Tanggapi keluhan petani, Pemkot Padang percepat pemulihan infrastruktur irigasi pascabencana

Padang (ANTARA) - Pemerintah Kota (Pemkot) Padang, Sumatra Barat, melalui Dinas Pekerjaan Umum dan Penataan Ruang (PUPR) mempercepat pemulihan infrastruktur irigasi yang rusak pascabencana demi memastikan areal persawahan masyarakat yang sempat mengering dapat kembali teraliri air secara normal dalam waktu dekat.
Langkah taktis ini menjadi fokus utama dan prioritas pemerintah setempat untuk menyikapi keluhan petani yang terdampak oleh bencana alam galodo pada November dan Desember tahun lalu, yang menyisakan kerusakan serius pada jalur pengairan.
Kepala Bidang Sumber Daya Air (SDA) dan Drainase Dinas PUPR Kota Padang, Well Off Sanora, di Padang, Jumat (12/6/2026), membenarkan adanya dampak kerusakan tersebut terhadap sektor pertanian warga.
"Terkait dengan kondisi irigasi di Kota Padang pascabencana November dan Desember tahun lalu, ada beberapa irigasi yang rusak mengakibatkan tidak teralirinya air ke sawah-sawah masyarakat," katanya.
Guna mempercepat pasokan air ke sawah warga, Pemkot Padang langsung mengambil tindakan responsif dengan membangun sinergi bersama Balai Wilayah Sungai (BWS) dan Dinas SDA Provinsi Sumatra Barat.
Well Off menjelaskan pihaknya memanfaatkan dana Transfer ke Daerah (TKD) di anggaran pergeseran untuk membiayai pemulihan sarana pengairan yang rusak tersebut.
Melalui sumber dana TKD tersebut, Dinas PUPR Kota Padang telah menyiapkan 17 paket pekerjaan fisik yang dikhususkan untuk penanganan irigasi.
Saat ini, pihak dinas terkait sedang mematangkan seluruh berkas kelengkapan agar proyek fisik pemulihan pengairan bisa segera berjalan di lapangan.
"Untuk Kota Padang dilaksanakan melalui dana TKD di anggaran pergeseran, dan sekarang prosesnya di tahap perencanaan.
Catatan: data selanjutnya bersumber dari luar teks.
use chrono::{Duration, Utc};
use rusty_sharing_ddd::adapters::memory::MemoryBackend;
use rusty_sharing_ddd::application::item::{
    delete_item, get_item_by_id, get_items_by_user, post_comment, save_item, search_items,
    update_item,
};
use rusty_sharing_ddd::application::{ServiceDependencies, ServiceError};
use rusty_sharing_ddd::domain::booking::{Booking, BookingStatus};
use rusty_sharing_ddd::domain::commands::{CreateItem, PostComment, UpdateItem};
use rusty_sharing_ddd::domain::item::ItemPatch;
use rusty_sharing_ddd::domain::user::{self, User};
use rusty_sharing_ddd::domain::value_objects::{BookingId, ItemId, UserId};
use rusty_sharing_ddd::ports::{BookingStore, ItemStore, UserStore};
use std::sync::Arc;

// ============================================================================
// テスト用セットアップ
// ============================================================================

fn make_deps() -> ServiceDependencies {
    let backend = Arc::new(MemoryBackend::new());

    ServiceDependencies {
        user_store: backend.clone(),
        item_store: backend.clone(),
        booking_store: backend.clone(),
        comment_store: backend.clone(),
        request_store: backend,
    }
}

async fn seed_user(deps: &ServiceDependencies, name: &str, email: &str) -> User {
    let user = user::register_user(name.to_string(), email.to_string());
    deps.user_store.save(user.clone()).await.unwrap();
    user
}

fn item_cmd(owner_id: UserId, name: &str, description: &str) -> CreateItem {
    CreateItem {
        owner_id,
        name: Some(name.to_string()),
        description: Some(description.to_string()),
        available: Some(true),
        request_id: None,
    }
}

async fn seed_booking(
    deps: &ServiceDependencies,
    item_id: ItemId,
    booker_id: UserId,
    start_offset_hours: i64,
    status: BookingStatus,
) -> Booking {
    let now = Utc::now();
    let booking = Booking {
        booking_id: BookingId::new(),
        item_id,
        booker_id,
        start: now + Duration::hours(start_offset_hours),
        end: now + Duration::hours(start_offset_hours + 2),
        status,
    };
    deps.booking_store.save(booking.clone()).await.unwrap();
    booking
}

// ============================================================================
// save_item / update_item
// ============================================================================

#[tokio::test]
async fn test_save_item_persists_with_owner() {
    let deps = make_deps();
    let owner = seed_user(&deps, "owner", "owner@example.com").await;

    let item = save_item(&deps, item_cmd(owner.user_id, "drill", "cordless drill"))
        .await
        .unwrap();

    assert_eq!(item.owner_id, owner.user_id);
    assert!(item.available);

    let stored = deps.item_store.get_by_id(item.item_id).await.unwrap();
    assert_eq!(stored, Some(item));
}

#[tokio::test]
async fn test_save_item_fails_for_unknown_owner() {
    let deps = make_deps();

    let result = save_item(&deps, item_cmd(UserId::new(), "drill", "cordless drill")).await;

    assert!(matches!(result.unwrap_err(), ServiceError::UserNotFound));
}

#[tokio::test]
async fn test_save_item_validates_fields() {
    let deps = make_deps();
    let owner = seed_user(&deps, "owner", "owner@example.com").await;

    // 空白の名前
    let mut cmd = item_cmd(owner.user_id, " ", "cordless drill");
    let result = save_item(&deps, cmd).await;
    assert!(matches!(
        result.unwrap_err(),
        ServiceError::InvalidArgument(_)
    ));

    // 説明文なし
    cmd = item_cmd(owner.user_id, "drill", "desc");
    cmd.description = None;
    let result = save_item(&deps, cmd).await;
    assert!(matches!(
        result.unwrap_err(),
        ServiceError::InvalidArgument(_)
    ));

    // 貸出可否なし
    cmd = item_cmd(owner.user_id, "drill", "cordless drill");
    cmd.available = None;
    let result = save_item(&deps, cmd).await;
    assert!(matches!(
        result.unwrap_err(),
        ServiceError::InvalidArgument(_)
    ));
}

#[tokio::test]
async fn test_update_item_merges_patch() {
    let deps = make_deps();
    let owner = seed_user(&deps, "owner", "owner@example.com").await;
    let item = save_item(&deps, item_cmd(owner.user_id, "drill", "cordless drill"))
        .await
        .unwrap();

    let updated = update_item(
        &deps,
        UpdateItem {
            acting_user_id: owner.user_id,
            item_id: item.item_id,
            patch: ItemPatch {
                name: None,
                description: None,
                available: Some(false),
            },
        },
    )
    .await
    .unwrap();

    assert_eq!(updated.name, "drill");
    assert!(!updated.available);
}

#[tokio::test]
async fn test_update_item_by_non_owner_fails_as_not_found() {
    let deps = make_deps();
    let owner = seed_user(&deps, "owner", "owner@example.com").await;
    let stranger = seed_user(&deps, "stranger", "stranger@example.com").await;
    let item = save_item(&deps, item_cmd(owner.user_id, "drill", "cordless drill"))
        .await
        .unwrap();

    let result = update_item(
        &deps,
        UpdateItem {
            acting_user_id: stranger.user_id,
            item_id: item.item_id,
            patch: ItemPatch {
                name: Some("stolen drill".to_string()),
                description: None,
                available: None,
            },
        },
    )
    .await;

    assert!(matches!(result.unwrap_err(), ServiceError::ItemNotFound));
}

// ============================================================================
// get_item_by_id / get_items_by_user
// ============================================================================

#[tokio::test]
async fn test_get_item_shows_adjacent_bookings_to_owner_only() {
    let deps = make_deps();
    let owner = seed_user(&deps, "owner", "owner@example.com").await;
    let booker = seed_user(&deps, "booker", "booker@example.com").await;
    let item = save_item(&deps, item_cmd(owner.user_id, "drill", "cordless drill"))
        .await
        .unwrap();

    let last = seed_booking(&deps, item.item_id, booker.user_id, -3, BookingStatus::Approved).await;
    let next = seed_booking(&deps, item.item_id, booker.user_id, 3, BookingStatus::Waiting).await;
    // REJECTED は直近/次回に含まれない
    seed_booking(&deps, item.item_id, booker.user_id, -1, BookingStatus::Rejected).await;
    seed_booking(&deps, item.item_id, booker.user_id, 1, BookingStatus::Rejected).await;

    // 所有者には直近/次回が見える
    let details = get_item_by_id(&deps, owner.user_id, item.item_id).await.unwrap();
    assert_eq!(
        details.last_booking.as_ref().map(|b| b.booking_id),
        Some(last.booking_id)
    );
    assert_eq!(
        details.next_booking.as_ref().map(|b| b.booking_id),
        Some(next.booking_id)
    );

    // 第三者には見えない
    let details = get_item_by_id(&deps, booker.user_id, item.item_id).await.unwrap();
    assert!(details.last_booking.is_none());
    assert!(details.next_booking.is_none());
}

#[tokio::test]
async fn test_get_item_fails_for_unknown_item() {
    let deps = make_deps();
    let user = seed_user(&deps, "user", "user@example.com").await;

    let result = get_item_by_id(&deps, user.user_id, ItemId::new()).await;

    assert!(matches!(result.unwrap_err(), ServiceError::ItemNotFound));
}

#[tokio::test]
async fn test_get_items_by_user_returns_only_owned_items() {
    let deps = make_deps();
    let owner = seed_user(&deps, "owner", "owner@example.com").await;
    let other = seed_user(&deps, "other", "other@example.com").await;
    let item = save_item(&deps, item_cmd(owner.user_id, "drill", "cordless drill"))
        .await
        .unwrap();
    save_item(&deps, item_cmd(other.user_id, "tent", "two person tent"))
        .await
        .unwrap();

    let details = get_items_by_user(&deps, owner.user_id, 0, 10).await.unwrap();

    assert_eq!(details.len(), 1);
    assert_eq!(details[0].item.item_id, item.item_id);
}

#[tokio::test]
async fn test_delete_item_removes_item() {
    let deps = make_deps();
    let owner = seed_user(&deps, "owner", "owner@example.com").await;
    let item = save_item(&deps, item_cmd(owner.user_id, "drill", "cordless drill"))
        .await
        .unwrap();

    delete_item(&deps, item.item_id).await.unwrap();

    let result = get_item_by_id(&deps, owner.user_id, item.item_id).await;
    assert!(matches!(result.unwrap_err(), ServiceError::ItemNotFound));

    // 既に消えているアイテムの削除も ItemNotFound
    let result = delete_item(&deps, item.item_id).await;
    assert!(matches!(result.unwrap_err(), ServiceError::ItemNotFound));
}

#[tokio::test]
async fn test_get_items_by_user_validates_pagination() {
    let deps = make_deps();
    let owner = seed_user(&deps, "owner", "owner@example.com").await;

    let result = get_items_by_user(&deps, owner.user_id, -1, 10).await;

    assert!(matches!(
        result.unwrap_err(),
        ServiceError::InvalidArgument(_)
    ));
}

// ============================================================================
// search_items
// ============================================================================

#[tokio::test]
async fn test_search_matches_name_and_description_case_insensitively() {
    let deps = make_deps();
    let owner = seed_user(&deps, "owner", "owner@example.com").await;
    let drill = save_item(&deps, item_cmd(owner.user_id, "Cordless Drill", "power tool"))
        .await
        .unwrap();
    let tent = save_item(&deps, item_cmd(owner.user_id, "tent", "DRILL holes included"))
        .await
        .unwrap();
    save_item(&deps, item_cmd(owner.user_id, "ladder", "aluminium ladder"))
        .await
        .unwrap();

    let found = search_items(&deps, "drill", 0, 10).await.unwrap();
    let mut ids: Vec<_> = found.iter().map(|i| i.item_id).collect();
    ids.sort_by_key(|id| id.value());

    let mut expected = vec![drill.item_id, tent.item_id];
    expected.sort_by_key(|id| id.value());
    assert_eq!(ids, expected);
}

#[tokio::test]
async fn test_search_skips_unavailable_items() {
    let deps = make_deps();
    let owner = seed_user(&deps, "owner", "owner@example.com").await;
    let mut cmd = item_cmd(owner.user_id, "drill", "cordless drill");
    cmd.available = Some(false);
    save_item(&deps, cmd).await.unwrap();

    let found = search_items(&deps, "drill", 0, 10).await.unwrap();

    assert!(found.is_empty());
}

#[tokio::test]
async fn test_search_with_empty_text_returns_empty_before_validation() {
    let deps = make_deps();

    // 空の検索文字列はページ指定が不正でも空の結果を返す
    let found = search_items(&deps, "", -1, -1).await.unwrap();

    assert!(found.is_empty());
}

#[tokio::test]
async fn test_search_validates_pagination() {
    let deps = make_deps();

    let result = search_items(&deps, "drill", -1, -1).await;

    assert!(matches!(
        result.unwrap_err(),
        ServiceError::InvalidArgument(_)
    ));
}

// ============================================================================
// post_comment
// ============================================================================

#[tokio::test]
async fn test_post_comment_by_renter_with_started_booking() {
    let deps = make_deps();
    let owner = seed_user(&deps, "owner", "owner@example.com").await;
    let renter = seed_user(&deps, "renter", "renter@example.com").await;
    let item = save_item(&deps, item_cmd(owner.user_id, "drill", "cordless drill"))
        .await
        .unwrap();
    seed_booking(&deps, item.item_id, renter.user_id, -2, BookingStatus::Approved).await;

    let comment = post_comment(
        &deps,
        PostComment {
            author_id: renter.user_id,
            item_id: item.item_id,
            text: "works great".to_string(),
        },
    )
    .await
    .unwrap();

    assert_eq!(comment.text, "works great");
    assert_eq!(comment.author_name, "renter");

    // アイテム詳細のコメントに現れる
    let details = get_item_by_id(&deps, owner.user_id, item.item_id).await.unwrap();
    assert_eq!(details.comments.len(), 1);
    assert_eq!(details.comments[0].comment_id, comment.comment_id);
}

#[tokio::test]
async fn test_post_comment_with_empty_text_fails() {
    let deps = make_deps();
    let owner = seed_user(&deps, "owner", "owner@example.com").await;
    let renter = seed_user(&deps, "renter", "renter@example.com").await;
    let item = save_item(&deps, item_cmd(owner.user_id, "drill", "cordless drill"))
        .await
        .unwrap();
    seed_booking(&deps, item.item_id, renter.user_id, -2, BookingStatus::Approved).await;

    let result = post_comment(
        &deps,
        PostComment {
            author_id: renter.user_id,
            item_id: item.item_id,
            text: String::new(),
        },
    )
    .await;

    assert!(matches!(
        result.unwrap_err(),
        ServiceError::InvalidArgument(_)
    ));
}

#[tokio::test]
async fn test_post_comment_without_eligible_booking_fails() {
    let deps = make_deps();
    let owner = seed_user(&deps, "owner", "owner@example.com").await;
    let renter = seed_user(&deps, "renter", "renter@example.com").await;
    let stranger = seed_user(&deps, "stranger", "stranger@example.com").await;
    let item = save_item(&deps, item_cmd(owner.user_id, "drill", "cordless drill"))
        .await
        .unwrap();

    // 予約なしの第三者
    let result = post_comment(
        &deps,
        PostComment {
            author_id: stranger.user_id,
            item_id: item.item_id,
            text: "never used it".to_string(),
        },
    )
    .await;
    assert!(matches!(
        result.unwrap_err(),
        ServiceError::ItemUnavailable
    ));

    // 開始前の予約しか持たない借り手
    seed_booking(&deps, item.item_id, renter.user_id, 2, BookingStatus::Approved).await;
    let result = post_comment(
        &deps,
        PostComment {
            author_id: renter.user_id,
            item_id: item.item_id,
            text: "not yet".to_string(),
        },
    )
    .await;
    assert!(matches!(
        result.unwrap_err(),
        ServiceError::ItemUnavailable
    ));
}

#[tokio::test]
async fn test_post_comment_with_rejected_booking_fails() {
    let deps = make_deps();
    let owner = seed_user(&deps, "owner", "owner@example.com").await;
    let renter = seed_user(&deps, "renter", "renter@example.com").await;
    let item = save_item(&deps, item_cmd(owner.user_id, "drill", "cordless drill"))
        .await
        .unwrap();
    seed_booking(&deps, item.item_id, renter.user_id, -2, BookingStatus::Rejected).await;

    let result = post_comment(
        &deps,
        PostComment {
            author_id: renter.user_id,
            item_id: item.item_id,
            text: "rejected".to_string(),
        },
    )
    .await;

    assert!(matches!(
        result.unwrap_err(),
        ServiceError::ItemUnavailable
    ));
}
Dan insyaallah dalam minggu depan itu sudah selesai, dan akan kita lelang pekerjaan fisiknya," kata Well Off.
Sembari menunggu proses lelang rampung, Pemko Padang juga melakukan langkah darurat menggunakan dana operasional dan pemeliharaan untuk mengantisipasi kekeringan yang berkepanjangan.
Pengerjaan fisik di lapangan dipastikan sudah langsung digenjot oleh Dinas PUPR begitu Dokumen Pelaksanaan Anggaran (DPA) pergeseran resmi ditandatangani.
Intervensi cepat berskala pemeliharaan ini sengaja diarahkan langsung ke pusat-pusat pertanian yang terdampak parah agar lahan sawah di sana bisa segera digarap kembali oleh masyarakat setempat.
"Untuk operasional dan pemeliharaan, kita sudah, pekerjaan fisiknya sudah mulai kita laksanakan terhitung sejak DPA pergeseran ditandatangani. Dan itu dikerjakan di daerah-daerah terdampak bencana, seperti di kawasan Lubuk Minturun, Guo, Gunung Nago, dan daerah-daerah lain yang terdampak bencana galodo di tahun lalu," ujarnya pula.